You need to add -var="snapshot_identifier=books-demo-snapshot" to the terraform apply (see last line below).

terraform apply -input=false -auto-approve -no-color \
-var="prefix=bns-{{ env.unique }}" \
              -var="instance_class=db.t3.micro" \
              -var="allocated_storage=20" \
              -var="engine=postgres" \
              -var="engine_version=15.3" \
              -var="db_name={{ env.vars.DB_NAME }}" \
              -var="username=bunnyshell" \
              -var="db_port=5432" \
              -var="vpc_cidr=10.0.0.0/16" \
              -var='allowed_cidrs=["54.246.59.74/32", "34.83.72.16/32"]'\
              -var="publicly_accessible=true"\
              -var="snapshot_identifier=books-demo-snapshot"

Custom database dump

You could use Bunnyshell to perform the seeding, by using a GenericComponent to download the seed file and run the database import after the database has been created.

We're going to take an example that can be coupled with the Terraform Component db-rds (presented above). The component must be placed after the one which creates the database.

In the example below, bunnyshell/s3-download:0.1.0 is the image used for the runner; it has the AWS cli installed. The file is downloaded from S3, then unzipped, and the import is performed afterwards.

You can then use pg_restore if you have a file created with pg_dump, or simply run psql on a standard sql.

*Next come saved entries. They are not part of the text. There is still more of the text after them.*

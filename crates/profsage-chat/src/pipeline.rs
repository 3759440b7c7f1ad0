//! The retrieval-augmented answer pipeline.
//!
//! Embed the latest message, fetch the nearest professor records, splice
//! them into the conversation and relay the streamed completion. The three
//! upstream calls run strictly in sequence.

use std::future::Future;
use std::pin::Pin;
use std::sync::Arc;
use std::time::Duration;

use bytes::Bytes;
use futures::Stream;
use profsage_core::{Error, ProfSageConfig, Result, Timeouts};
use reqwest::Client;
use tokio_stream::StreamExt;
use tracing::{debug, info};

use crate::openai::{OpenAIChat, OpenAIEmbedder};
use crate::pinecone::PineconeIndex;
use crate::prompt::build_messages;
use crate::services::{ChunkStream, Embedder, Generator, VectorIndex};
use crate::types::{ChatMessage, GenerationChunk};

/// Number of nearest records spliced into every prompt.
pub const TOP_K: usize = 3;

/// Output byte stream handed to the HTTP layer.
pub type DeltaStream = Pin<Box<dyn Stream<Item = Result<Bytes>> + Send>>;

/// Upper bounds for each outbound call.
#[derive(Debug, Clone, Copy, PartialEq, Eq)]
pub struct StageTimeouts {
    pub embed: Duration,
    pub query: Duration,
    /// Time allowed for the completion stream to open.
    pub generation: Duration,
}

impl From<&Timeouts> for StageTimeouts {
    fn from(t: &Timeouts) -> Self {
        Self {
            embed: t.embed(),
            query: t.query(),
            generation: t.generation(),
        }
    }
}

impl Default for StageTimeouts {
    fn default() -> Self {
        Self::from(&Timeouts::default())
    }
}

pub struct RagPipeline {
    embedder: Arc<dyn Embedder>,
    index: Arc<dyn VectorIndex>,
    generator: Arc<dyn Generator>,
    timeouts: StageTimeouts,
}

impl RagPipeline {
    pub fn new(
        embedder: Arc<dyn Embedder>,
        index: Arc<dyn VectorIndex>,
        generator: Arc<dyn Generator>,
    ) -> Self {
        Self {
            embedder,
            index,
            generator,
            timeouts: StageTimeouts::default(),
        }
    }

    pub fn with_timeouts(mut self, timeouts: StageTimeouts) -> Self {
        self.timeouts = timeouts;
        self
    }

    /// Wire the OpenAI and Pinecone clients from configuration. Fails with
    /// `MissingCredential` when either API key is absent.
    pub fn from_config(config: &ProfSageConfig) -> Result<Self> {
        let openai_key = config
            .openai_api_key
            .as_deref()
            .ok_or(Error::MissingCredential("OPENAI_API_KEY"))?;
        let pinecone_key = config
            .pinecone_api_key
            .as_deref()
            .ok_or(Error::MissingCredential("PINECONE_API_KEY"))?;

        let client = Client::builder()
            .connect_timeout(Duration::from_secs(10))
            .build()
            .map_err(|e| Error::Config(format!("Failed to build HTTP client: {}", e)))?;

        let embedder = OpenAIEmbedder::new(
            client.clone(),
            &config.openai_base_url,
            openai_key,
            &config.embedding_model,
        );
        let generator = OpenAIChat::new(
            client.clone(),
            &config.openai_base_url,
            openai_key,
            &config.chat_model,
        );
        let mut index = PineconeIndex::new(
            client,
            pinecone_key,
            &config.pinecone_control_plane,
            &config.index_name,
            &config.namespace,
        );
        if let Some(host) = &config.pinecone_index_host {
            index = index.with_host(host);
        }

        Ok(Self::new(Arc::new(embedder), Arc::new(index), Arc::new(generator))
            .with_timeouts(StageTimeouts::from(&config.timeouts)))
    }

    /// Run retrieval and open the completion stream.
    ///
    /// Everything up to and including opening the stream happens before this
    /// returns, so those failures never produce partial output. Errors after
    /// that terminate the returned stream.
    pub async fn answer(&self, conversation: &[ChatMessage]) -> Result<DeltaStream> {
        let last = conversation.last().ok_or(Error::EmptyConversation)?;

        let vector = with_timeout(
            "embedding",
            self.timeouts.embed,
            self.embedder.embed(&last.content),
        )
        .await?;
        debug!("Embedded query into {} dims", vector.len());

        let matches = with_timeout(
            "vector query",
            self.timeouts.query,
            self.index.query(&vector, TOP_K),
        )
        .await?;
        info!(
            "Retrieved {} matches: {:?}",
            matches.len(),
            matches.iter().map(|m| m.id.as_str()).collect::<Vec<_>>()
        );

        let messages = build_messages(conversation, &matches)?;

        let chunks = with_timeout(
            "generation stream",
            self.timeouts.generation,
            self.generator.generate(messages),
        )
        .await?;

        Ok(relay_deltas(chunks))
    }
}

Passing PGPASSWORD as an environment variable is the authentication method for pg_restore.

-
    kind: GenericComponent
    name: db-seed
    runnerImage: 'bunnyshell/s3-download:0.1.0'
    deploy:
        - '. /download_s3_file.sh'
        - 'apk add --no-cache postgresql-client gzip'
        - 'gunzip /tmp/books.sql.gz'
        - '#psql -h $POSTGRES_HOST -U $POSTGRES_USER -d $POSTGRES_DB -f /tmp/books.sql'
        - 'pg_restore -h $POSTGRES_HOST -U $POSTGRES_USER -d $POSTGRES_DB /tmp/books.sql'
    environment:
        AWS_ACCESS_KEY_ID: your-aws-access-key-id
        AWS_REGION: your-aws-region
        AWS_SECRET_ACCESS_KEY: your-aws-secret-access-key
        DOWNLOAD_PATH: /tmp/
        S3_FILES: 's3://demo-books-sql-dump/books.sql.gz'
        SKIP_IF_EXISTS: '1'
        PGPASSWORD: '{{ components.db-rds.exported.DB_PASSWORD }}'
        POSTGRES_DB: '{{ env.vars.DB_NAME }}'
        POSTGRES_HOST: '{{ components.db-rds.exported.DB_HOST }}'
        POSTGRES_USER: '{{ components.db-rds.exported.DB_USERNAME }}'

:warning: However, keep in mind that large dump files will take (considerably) longer to import than using Database snapshots.